Now come reports of ISIS attacks on US websites. The hacker reportedly placed the black ISIS flag on the websites of several American businesses including a zoo in California and cocktail bar in Massachusetts, seemingly trolling the Internet for vulnerable, albeit lower-profile, targets. Even today it’s not possible to assess the full extent of the damage. But there is widespread agreement that, taken together, these kinds of hacks are unprecedented. Here are some lessons.
There have been highly disruptive attacks before (on Saudi Aramco in 2012), political stunts (LulzSec), and ones that have inflicted high costs (Target, for one prominent example). Although the FBI described the sophistication of the Sony attack as “extremely high,” some cybersecurity experts say otherwise. But what is clearly new about these recent attacks are their wholesale breadth and brazenness.

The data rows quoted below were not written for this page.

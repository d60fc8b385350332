//! Pipeline node domain model

use crate::core::{
    condition::ExpectedText,
    geometry::{Point, Rect},
};
use std::fmt;
use std::str::FromStr;

/// Default OCR confidence threshold
pub const DEFAULT_OCR_THRESHOLD: f64 = 0.3;

/// Default template correlation threshold
pub const DEFAULT_TEMPLATE_THRESHOLD: f64 = 0.7;

/// A single vertex of a pipeline graph
///
/// The node name is the key in [`PipelineGraph`](crate::core::PipelineGraph)
/// and is not repeated here.
#[derive(Debug, Clone, PartialEq)]
pub struct PipelineNode {
    /// Screen condition that must hold before the action runs
    pub recognition: Recognition,

    /// What to do once recognized
    pub action: Action,

    /// Candidate successors, tried in order; empty means terminal
    pub next: Vec<String>,

    /// Per-node wait and retry budget
    pub timing: NodeTiming,
}

impl PipelineNode {
    pub fn new(recognition: Recognition, action: Action) -> Self {
        Self {
            recognition,
            action,
            next: Vec::new(),
            timing: NodeTiming::default(),
        }
    }

    pub fn with_next<I, S>(mut self, next: I) -> Self
    where
        I: IntoIterator<Item = S>,
        S: Into<String>,
    {
        self.next = next.into_iter().map(Into::into).collect();
        self
    }

    pub fn with_timeout(mut self, timeout_ms: u64) -> Self {
        self.timing.timeout = Some(timeout_ms);
        self
    }

    pub fn with_rate_limit(mut self, rate_limit_ms: u64) -> Self {
        self.timing.rate_limit = Some(rate_limit_ms);
        self
    }

    pub fn with_pre_delay(mut self, delay_ms: u64) -> Self {
        self.timing.pre_delay = Some(delay_ms);
        self
    }

    pub fn with_post_delay(mut self, delay_ms: u64) -> Self {
        self.timing.post_delay = Some(delay_ms);
        self
    }

    pub fn is_terminal(&self) -> bool {
        self.next.is_empty()
    }
}

/// Timing fields as written in the document, in milliseconds
///
/// Unset fields fall back to [`EngineSettings`](crate::core::EngineSettings).
#[derive(Debug, Clone, Copy, Default, PartialEq, Eq)]
pub struct NodeTiming {
    /// Recognition budget
    pub timeout: Option<u64>,
    /// Interval between recognition attempts
    pub rate_limit: Option<u64>,
    /// Wait between recognition and action
    pub pre_delay: Option<u64>,
    /// Wait after the action, before the next node is recognized
    pub post_delay: Option<u64>,
}

/// Recognition kinds
#[derive(Debug, Clone, Copy, PartialEq, Eq, Hash)]
pub enum RecognitionKind {
    DirectHit,
    Ocr,
    TemplateMatch,
}

impl RecognitionKind {
    pub fn as_str(&self) -> &'static str {
        match self {
            RecognitionKind::DirectHit => "DirectHit",
            RecognitionKind::Ocr => "OCR",
            RecognitionKind::TemplateMatch => "TemplateMatch",
        }
    }
}

impl FromStr for RecognitionKind {
    type Err = String;

    fn from_str(s: &str) -> Result<Self, Self::Err> {
        match s {
            "DirectHit" => Ok(RecognitionKind::DirectHit),
            "OCR" => Ok(RecognitionKind::Ocr),
            "TemplateMatch" => Ok(RecognitionKind::TemplateMatch),
            other => Err(other.to_string()),
        }
    }
}

impl fmt::Display for RecognitionKind {
    fn fmt(&self, f: &mut fmt::Formatter<'_>) -> fmt::Result {
        f.write_str(self.as_str())
    }
}

/// Screen condition of a node
#[derive(Debug, Clone, PartialEq)]
pub enum Recognition {
    /// Always matches without looking at the screen
    DirectHit,

    /// Text detection, optionally restricted to a region of interest
    Ocr {
        expected: ExpectedText,
        roi: Option<Rect>,
        threshold: Option<f64>,
    },

    /// Reference image correlation
    TemplateMatch {
        /// Paths relative to the template directory, tried in order
        templates: Vec<String>,
        roi: Option<Rect>,
        threshold: Option<f64>,
    },
}

impl Recognition {
    /// OCR recognition with a single substring pattern
    pub fn ocr(expected: impl Into<String>) -> Self {
        Recognition::Ocr {
            expected: ExpectedText::simple(expected),
            roi: None,
            threshold: None,
        }
    }

    pub fn kind(&self) -> RecognitionKind {
        match self {
            Recognition::DirectHit => RecognitionKind::DirectHit,
            Recognition::Ocr { .. } => RecognitionKind::Ocr,
            Recognition::TemplateMatch { .. } => RecognitionKind::TemplateMatch,
        }
    }

    /// Whether a successful match carries a screen region
    pub fn yields_region(&self) -> bool {
        !matches!(self, Recognition::DirectHit)
    }

    /// Whether recognition needs a capture at all
    pub fn needs_capture(&self) -> bool {
        !matches!(self, Recognition::DirectHit)
    }

    /// Region of interest, `None` for the whole capture
    pub fn roi(&self) -> Option<Rect> {
        match self {
            Recognition::DirectHit => None,
            Recognition::Ocr { roi, .. } | Recognition::TemplateMatch { roi, .. } => {
                roi.filter(|r| !r.is_empty())
            }
        }
    }
}

/// Where a coordinate-bearing action lands
#[derive(Debug, Clone, PartialEq, Eq)]
pub enum Target {
    /// Centre of the region matched by this node's recognition
    MatchRegion,
    /// A fixed point
    Point(Point),
    /// Centre of a fixed rectangle
    Region(Rect),
    /// Centre of the region most recently matched by the named node
    Node(String),
}

impl Default for Target {
    fn default() -> Self {
        Target::MatchRegion
    }
}

impl fmt::Display for Target {
    fn fmt(&self, f: &mut fmt::Formatter<'_>) -> fmt::Result {
        match self {
            Target::MatchRegion => f.write_str("match"),
            Target::Point(p) => write!(f, "{}", p),
            Target::Region(r) => write!(f, "{}", r),
            Target::Node(name) => write!(f, "@{}", name),
        }
    }
}

/// Action kinds
#[derive(Debug, Clone, Copy, PartialEq, Eq, Hash, serde::Serialize, serde::Deserialize)]
pub enum ActionKind {
    DoNothing,
    Click,
    DoubleClick,
    LongPress,
    Swipe,
    InputText,
    PressKey,
    KeyCombo,
    Scroll,
}

impl ActionKind {
    pub fn as_str(&self) -> &'static str {
        match self {
            ActionKind::DoNothing => "DoNothing",
            ActionKind::Click => "Click",
            ActionKind::DoubleClick => "DoubleClick",
            ActionKind::LongPress => "LongPress",
            ActionKind::Swipe => "Swipe",
            ActionKind::InputText => "InputText",
            ActionKind::PressKey => "PressKey",
            ActionKind::KeyCombo => "KeyCombo",
            ActionKind::Scroll => "Scroll",
        }
    }
}

impl FromStr for ActionKind {
    type Err = String;

    fn from_str(s: &str) -> Result<Self, Self::Err> {
        match s {
            "DoNothing" => Ok(ActionKind::DoNothing),
            "Click" => Ok(ActionKind::Click),
            "DoubleClick" => Ok(ActionKind::DoubleClick),
            "LongPress" => Ok(ActionKind::LongPress),
            "Swipe" => Ok(ActionKind::Swipe),
            "InputText" => Ok(ActionKind::InputText),
            "PressKey" => Ok(ActionKind::PressKey),
            "KeyCombo" => Ok(ActionKind::KeyCombo),
            "Scroll" => Ok(ActionKind::Scroll),
            other => Err(other.to_string()),
        }
    }
}

impl fmt::Display for ActionKind {
    fn fmt(&self, f: &mut fmt::Formatter<'_>) -> fmt::Result {
        f.write_str(self.as_str())
    }
}

/// Follow-up action of a node
#[derive(Debug, Clone, PartialEq, Eq)]
pub enum Action {
    /// Pure routing node
    DoNothing,
    Click {
        target: Target,
        button: u8,
    },
    DoubleClick {
        target: Target,
        button: u8,
    },
    LongPress {
        target: Target,
        button: u8,
        /// Hold time in milliseconds
        duration: Option<u64>,
    },
    /// One continuous gesture from `begin` to `end`
    Swipe {
        begin: Target,
        end: Target,
        /// Gesture time in milliseconds
        duration: u64,
    },
    /// Types into whatever currently has focus
    InputText {
        text: String,
    },
    PressKey {
        key: i32,
        long: bool,
    },
    /// Keys pressed together, released in reverse order
    KeyCombo {
        keys: Vec<i32>,
    },
    /// Mouse wheel; desktop targets only
    Scroll {
        dx: i32,
        dy: i32,
    },
}

impl Action {
    /// Click the centre of the matched region with the primary button
    pub fn click() -> Self {
        Action::Click {
            target: Target::MatchRegion,
            button: 0,
        }
    }

    pub fn click_at(x: i32, y: i32) -> Self {
        Action::Click {
            target: Target::Point(Point::new(x, y)),
            button: 0,
        }
    }

    pub fn kind(&self) -> ActionKind {
        match self {
            Action::DoNothing => ActionKind::DoNothing,
            Action::Click { .. } => ActionKind::Click,
            Action::DoubleClick { .. } => ActionKind::DoubleClick,
            Action::LongPress { .. } => ActionKind::LongPress,
            Action::Swipe { .. } => ActionKind::Swipe,
            Action::InputText { .. } => ActionKind::InputText,
            Action::PressKey { .. } => ActionKind::PressKey,
            Action::KeyCombo { .. } => ActionKind::KeyCombo,
            Action::Scroll { .. } => ActionKind::Scroll,
        }
    }

    /// All coordinate targets this action resolves
    pub fn targets(&self) -> Vec<&Target> {
        match self {
            Action::Click { target, .. }
            | Action::DoubleClick { target, .. }
            | Action::LongPress { target, .. } => vec![target],
            Action::Swipe { begin, end, .. } => vec![begin, end],
            Action::DoNothing
            | Action::InputText { .. }
            | Action::PressKey { .. }
            | Action::KeyCombo { .. }
            | Action::Scroll { .. } => Vec::new(),
        }
    }
}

Sony reportedly hardened its systems after the 2011 PlayStation Network breach caused it to lose information from 77 million user accounts. But hardening systems has focused on firewalls to keep threats out, constantly updating to keep abreast of changing threat signatures. The trouble with this focus is that it does not stay ahead of new threats.
Increasingly, cybersecurity is focusing on detection and resiliency for inevitable penetration of firewalls. The MIT Media Lab, for example, hardly uses any firewalls so it can enable its users to collaborate widely and launch websites without needing permissions. Security relies instead on monitoring systems thoroughly in order to establish a baseline, identifying anomalies such as a computer moving unusual volumes of data or communicating with suspect IP addresses, and responding rapidly when unusual behavior is observed by taking affected computers off the network.
Would measures like these have prevented the Sony or Anthem hacks? One would expect that monitoring could detect unusual access to or transmission of gigabytes of unreleased films or mass email accounts and set off some alarms.
The government would not issue sanctions against North Korea without a high level of confidence in the attribution of the Sony attack. Even so, some analysts insist it was an inside job.
A reason to suspect insider involvement is the breadth and scale of what was stolen. After all the best publicised thefts of information were accomplished by insiders; like Chelsea Manning and Edward Snowden. Snowden was able to take so much and make such broad statements about what he could learn about people because he had extraordinary access as a system administrator.
In the wake of the Snowden revelations, the NSA took steps to limit how much access a single systems administrator can have. The Sony attack is a reminder that other organizations need to do the same.